_YOUR TASK_
All lines from the one that mentions "cell)| (column.clone(), cell_to_json(cell)))" through the last of the entries below must be copied exactly, with both ends kept.

BEGIN INPUT DATA

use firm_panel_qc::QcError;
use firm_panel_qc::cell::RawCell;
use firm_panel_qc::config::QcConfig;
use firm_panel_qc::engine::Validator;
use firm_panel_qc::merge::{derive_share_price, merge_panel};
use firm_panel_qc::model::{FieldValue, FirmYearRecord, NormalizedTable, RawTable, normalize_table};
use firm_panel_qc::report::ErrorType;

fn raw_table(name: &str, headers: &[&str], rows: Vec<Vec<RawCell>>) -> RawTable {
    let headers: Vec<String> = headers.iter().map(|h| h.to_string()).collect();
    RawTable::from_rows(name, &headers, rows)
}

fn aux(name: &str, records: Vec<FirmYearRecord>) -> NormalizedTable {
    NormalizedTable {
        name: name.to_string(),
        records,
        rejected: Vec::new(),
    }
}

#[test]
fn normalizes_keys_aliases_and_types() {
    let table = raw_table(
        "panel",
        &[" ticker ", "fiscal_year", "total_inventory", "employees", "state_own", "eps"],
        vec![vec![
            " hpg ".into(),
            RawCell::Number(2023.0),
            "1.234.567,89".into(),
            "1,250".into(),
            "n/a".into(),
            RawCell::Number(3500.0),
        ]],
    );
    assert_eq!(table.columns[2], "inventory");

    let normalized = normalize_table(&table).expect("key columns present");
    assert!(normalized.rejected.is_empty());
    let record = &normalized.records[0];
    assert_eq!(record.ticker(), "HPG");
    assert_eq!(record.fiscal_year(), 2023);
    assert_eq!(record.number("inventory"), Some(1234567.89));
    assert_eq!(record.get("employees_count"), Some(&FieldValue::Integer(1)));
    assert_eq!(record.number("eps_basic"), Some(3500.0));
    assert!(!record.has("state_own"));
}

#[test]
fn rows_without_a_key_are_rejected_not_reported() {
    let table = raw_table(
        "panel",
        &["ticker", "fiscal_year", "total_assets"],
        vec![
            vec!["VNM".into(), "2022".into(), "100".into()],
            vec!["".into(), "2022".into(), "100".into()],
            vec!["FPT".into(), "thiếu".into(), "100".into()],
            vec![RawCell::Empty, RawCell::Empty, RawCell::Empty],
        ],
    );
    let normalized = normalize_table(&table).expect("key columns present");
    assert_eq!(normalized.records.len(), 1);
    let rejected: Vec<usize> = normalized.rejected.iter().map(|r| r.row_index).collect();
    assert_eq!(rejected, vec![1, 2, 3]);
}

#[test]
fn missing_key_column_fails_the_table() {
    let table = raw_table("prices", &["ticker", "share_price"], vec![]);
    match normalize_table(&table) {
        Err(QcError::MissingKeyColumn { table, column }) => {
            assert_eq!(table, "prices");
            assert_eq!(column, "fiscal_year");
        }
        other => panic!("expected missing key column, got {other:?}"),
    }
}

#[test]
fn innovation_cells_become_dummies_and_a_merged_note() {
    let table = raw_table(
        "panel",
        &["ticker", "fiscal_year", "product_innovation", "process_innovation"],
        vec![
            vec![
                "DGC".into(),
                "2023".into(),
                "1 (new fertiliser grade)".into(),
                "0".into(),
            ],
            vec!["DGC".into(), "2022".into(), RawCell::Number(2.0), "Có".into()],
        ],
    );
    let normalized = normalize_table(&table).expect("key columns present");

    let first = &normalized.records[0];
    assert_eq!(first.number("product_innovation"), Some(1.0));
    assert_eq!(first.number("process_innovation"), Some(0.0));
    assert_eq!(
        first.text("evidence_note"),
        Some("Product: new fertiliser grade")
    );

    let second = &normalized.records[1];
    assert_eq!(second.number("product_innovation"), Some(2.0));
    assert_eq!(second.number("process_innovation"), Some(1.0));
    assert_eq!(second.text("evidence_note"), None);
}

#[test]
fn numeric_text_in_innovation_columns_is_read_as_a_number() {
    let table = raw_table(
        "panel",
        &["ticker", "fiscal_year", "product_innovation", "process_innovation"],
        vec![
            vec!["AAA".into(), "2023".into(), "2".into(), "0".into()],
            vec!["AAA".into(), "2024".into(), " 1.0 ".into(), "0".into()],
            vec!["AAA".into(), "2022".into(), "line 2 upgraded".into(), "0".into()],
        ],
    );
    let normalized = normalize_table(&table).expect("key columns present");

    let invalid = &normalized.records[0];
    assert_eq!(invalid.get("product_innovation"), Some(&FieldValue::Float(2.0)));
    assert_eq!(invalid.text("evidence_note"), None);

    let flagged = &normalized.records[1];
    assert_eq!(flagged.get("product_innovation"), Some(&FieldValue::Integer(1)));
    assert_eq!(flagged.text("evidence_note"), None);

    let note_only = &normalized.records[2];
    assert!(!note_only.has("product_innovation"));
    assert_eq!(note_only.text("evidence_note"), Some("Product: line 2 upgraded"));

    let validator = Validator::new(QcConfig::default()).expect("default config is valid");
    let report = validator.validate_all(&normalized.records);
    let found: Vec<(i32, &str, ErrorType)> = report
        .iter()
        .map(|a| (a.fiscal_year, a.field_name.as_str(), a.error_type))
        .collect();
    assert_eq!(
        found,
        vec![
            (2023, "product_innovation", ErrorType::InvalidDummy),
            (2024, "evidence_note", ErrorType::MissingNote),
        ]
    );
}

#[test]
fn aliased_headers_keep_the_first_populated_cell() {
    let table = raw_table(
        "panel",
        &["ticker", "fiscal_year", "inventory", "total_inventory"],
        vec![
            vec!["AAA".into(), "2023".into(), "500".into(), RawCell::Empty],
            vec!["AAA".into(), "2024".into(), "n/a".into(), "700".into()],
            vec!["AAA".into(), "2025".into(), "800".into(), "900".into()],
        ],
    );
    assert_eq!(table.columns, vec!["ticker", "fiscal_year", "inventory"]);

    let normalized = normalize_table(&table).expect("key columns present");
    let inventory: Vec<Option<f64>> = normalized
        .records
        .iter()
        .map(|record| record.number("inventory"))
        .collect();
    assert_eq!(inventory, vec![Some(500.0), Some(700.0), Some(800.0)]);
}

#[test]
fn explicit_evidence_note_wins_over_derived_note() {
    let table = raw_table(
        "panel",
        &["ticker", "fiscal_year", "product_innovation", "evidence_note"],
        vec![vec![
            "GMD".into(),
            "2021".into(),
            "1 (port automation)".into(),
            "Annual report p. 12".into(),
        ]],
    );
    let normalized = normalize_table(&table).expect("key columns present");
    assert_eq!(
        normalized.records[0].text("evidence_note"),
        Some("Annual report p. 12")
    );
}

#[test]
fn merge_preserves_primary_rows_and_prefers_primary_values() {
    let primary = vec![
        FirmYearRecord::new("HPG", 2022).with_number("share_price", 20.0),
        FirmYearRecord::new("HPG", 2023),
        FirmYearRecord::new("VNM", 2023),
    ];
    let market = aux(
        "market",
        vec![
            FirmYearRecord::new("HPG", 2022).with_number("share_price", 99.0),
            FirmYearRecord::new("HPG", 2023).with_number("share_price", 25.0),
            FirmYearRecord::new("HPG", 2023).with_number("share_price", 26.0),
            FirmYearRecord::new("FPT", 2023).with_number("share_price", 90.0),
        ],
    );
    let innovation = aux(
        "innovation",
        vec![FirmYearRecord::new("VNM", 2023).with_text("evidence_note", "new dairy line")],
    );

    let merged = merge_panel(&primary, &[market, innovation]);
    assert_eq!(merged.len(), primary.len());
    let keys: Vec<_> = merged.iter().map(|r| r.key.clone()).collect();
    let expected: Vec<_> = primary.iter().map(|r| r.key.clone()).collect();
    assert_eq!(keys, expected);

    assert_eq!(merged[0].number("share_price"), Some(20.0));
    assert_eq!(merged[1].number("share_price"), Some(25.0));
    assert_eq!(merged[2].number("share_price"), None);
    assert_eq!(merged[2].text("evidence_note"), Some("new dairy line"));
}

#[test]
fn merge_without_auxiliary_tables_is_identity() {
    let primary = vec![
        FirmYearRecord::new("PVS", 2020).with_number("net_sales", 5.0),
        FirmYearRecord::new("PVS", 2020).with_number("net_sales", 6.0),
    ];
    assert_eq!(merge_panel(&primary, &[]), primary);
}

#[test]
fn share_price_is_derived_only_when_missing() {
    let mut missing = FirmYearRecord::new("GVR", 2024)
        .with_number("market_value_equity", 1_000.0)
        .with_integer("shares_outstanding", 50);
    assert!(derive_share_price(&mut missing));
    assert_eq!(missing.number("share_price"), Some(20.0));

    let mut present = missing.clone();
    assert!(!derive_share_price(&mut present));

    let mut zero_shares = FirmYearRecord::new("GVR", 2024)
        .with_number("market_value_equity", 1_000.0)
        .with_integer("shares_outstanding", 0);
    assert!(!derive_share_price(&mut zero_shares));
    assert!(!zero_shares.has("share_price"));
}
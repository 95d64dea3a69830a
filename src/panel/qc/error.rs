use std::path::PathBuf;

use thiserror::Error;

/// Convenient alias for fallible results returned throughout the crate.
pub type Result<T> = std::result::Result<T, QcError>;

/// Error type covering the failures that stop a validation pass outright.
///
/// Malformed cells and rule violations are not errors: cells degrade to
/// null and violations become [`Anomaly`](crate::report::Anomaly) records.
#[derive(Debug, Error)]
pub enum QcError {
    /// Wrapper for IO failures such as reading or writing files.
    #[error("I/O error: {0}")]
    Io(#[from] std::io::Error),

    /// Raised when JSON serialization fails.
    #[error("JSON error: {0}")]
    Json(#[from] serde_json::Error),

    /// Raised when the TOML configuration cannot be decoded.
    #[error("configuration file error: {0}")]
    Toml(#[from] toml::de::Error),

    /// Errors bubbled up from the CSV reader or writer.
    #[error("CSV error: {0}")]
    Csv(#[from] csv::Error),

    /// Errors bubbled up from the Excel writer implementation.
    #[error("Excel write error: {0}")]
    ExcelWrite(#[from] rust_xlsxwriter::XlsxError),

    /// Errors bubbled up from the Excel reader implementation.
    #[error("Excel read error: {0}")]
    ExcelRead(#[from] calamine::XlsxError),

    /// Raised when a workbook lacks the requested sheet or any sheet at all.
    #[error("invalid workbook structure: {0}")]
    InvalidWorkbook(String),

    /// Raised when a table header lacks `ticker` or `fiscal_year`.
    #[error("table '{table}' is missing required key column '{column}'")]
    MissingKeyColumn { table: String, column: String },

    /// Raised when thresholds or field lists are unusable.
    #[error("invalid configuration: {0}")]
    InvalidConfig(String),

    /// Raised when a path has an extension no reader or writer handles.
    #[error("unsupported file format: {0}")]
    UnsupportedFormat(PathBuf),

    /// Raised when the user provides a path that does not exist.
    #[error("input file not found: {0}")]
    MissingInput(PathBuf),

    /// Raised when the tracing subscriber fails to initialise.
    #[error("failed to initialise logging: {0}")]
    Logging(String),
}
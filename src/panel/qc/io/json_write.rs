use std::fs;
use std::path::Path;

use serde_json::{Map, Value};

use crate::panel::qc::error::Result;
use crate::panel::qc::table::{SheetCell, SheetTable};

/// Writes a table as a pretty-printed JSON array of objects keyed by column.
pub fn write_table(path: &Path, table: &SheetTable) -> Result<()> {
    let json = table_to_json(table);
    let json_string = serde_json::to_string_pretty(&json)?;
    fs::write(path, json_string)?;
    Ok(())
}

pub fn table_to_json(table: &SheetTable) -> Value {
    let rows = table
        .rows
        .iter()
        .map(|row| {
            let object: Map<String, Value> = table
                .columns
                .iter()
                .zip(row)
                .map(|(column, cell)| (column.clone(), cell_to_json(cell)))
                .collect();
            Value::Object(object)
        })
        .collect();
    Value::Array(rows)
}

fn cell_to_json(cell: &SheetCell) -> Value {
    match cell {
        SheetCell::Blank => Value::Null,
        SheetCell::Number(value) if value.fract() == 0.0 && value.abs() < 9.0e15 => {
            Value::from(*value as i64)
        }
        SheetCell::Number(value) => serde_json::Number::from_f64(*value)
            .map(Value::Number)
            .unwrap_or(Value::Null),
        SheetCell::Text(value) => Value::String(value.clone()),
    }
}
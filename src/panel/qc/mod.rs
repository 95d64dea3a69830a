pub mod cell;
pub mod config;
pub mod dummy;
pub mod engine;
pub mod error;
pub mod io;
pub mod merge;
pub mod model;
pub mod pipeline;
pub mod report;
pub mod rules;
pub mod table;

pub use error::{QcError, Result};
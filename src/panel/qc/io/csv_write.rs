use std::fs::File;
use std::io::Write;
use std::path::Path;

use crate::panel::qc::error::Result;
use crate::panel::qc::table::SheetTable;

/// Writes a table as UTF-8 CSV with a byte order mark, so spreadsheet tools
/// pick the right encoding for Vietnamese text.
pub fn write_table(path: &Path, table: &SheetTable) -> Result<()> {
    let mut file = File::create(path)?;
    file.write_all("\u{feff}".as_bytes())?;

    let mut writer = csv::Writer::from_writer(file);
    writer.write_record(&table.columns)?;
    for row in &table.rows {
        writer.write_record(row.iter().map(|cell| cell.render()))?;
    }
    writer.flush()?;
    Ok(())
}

END INPUT DATA

_WRITTEN REPLY_
                .map(|(column, cell)| (column.clone(), cell_to_json(cell)))
                .collect();
            Value::Object(object)
        })
        .collect();
    Value::Array(rows)
}

fn cell_to_json(cell: &SheetCell) -> Value {
    match cell {
        SheetCell::Blank => Value::Null,
        SheetCell::Number(value) if value.fract() == 0.0 && value.abs() < 9.0e15 => {
            Value::from(*value as i64)
        }
        SheetCell::Number(value) => serde_json::Number::from_f64(*value)
            .map(Value::Number)
            .unwrap_or(Value::Null),
        SheetCell::Text(value) => Value::String(value.clone()),
    }
}
filename src/panel/qc/mod.rs
repository 95d64dea3a69830a
pub mod cell;
pub mod config;
pub mod dummy;
pub mod engine;
pub mod error;
pub mod io;
pub mod merge;
pub mod model;
pub mod pipeline;
pub mod report;
pub mod rules;
pub mod table;

pub use error::{QcError, Result};
filename src/panel/qc/io/csv_write.rs
use std::fs::File;
use std::io::Write;
use std::path::Path;

use crate::panel::qc::error::Result;
use crate::panel::qc::table::SheetTable;

/// Writes a table as UTF-8 CSV with a byte order mark, so spreadsheet tools
/// pick the right encoding for Vietnamese text.
pub fn write_table(path: &Path, table: &SheetTable) -> Result<()> {
    let mut file = File::create(path)?;
    file.write_all("\u{feff}".as_bytes())?;

    let mut writer = csv::Writer::from_writer(file);
    writer.write_record(&table.columns)?;
    for row in &table.rows {
        writer.write_record(row.iter().map(|cell| cell.render()))?;
    }
    writer.flush()?;
    Ok(())
}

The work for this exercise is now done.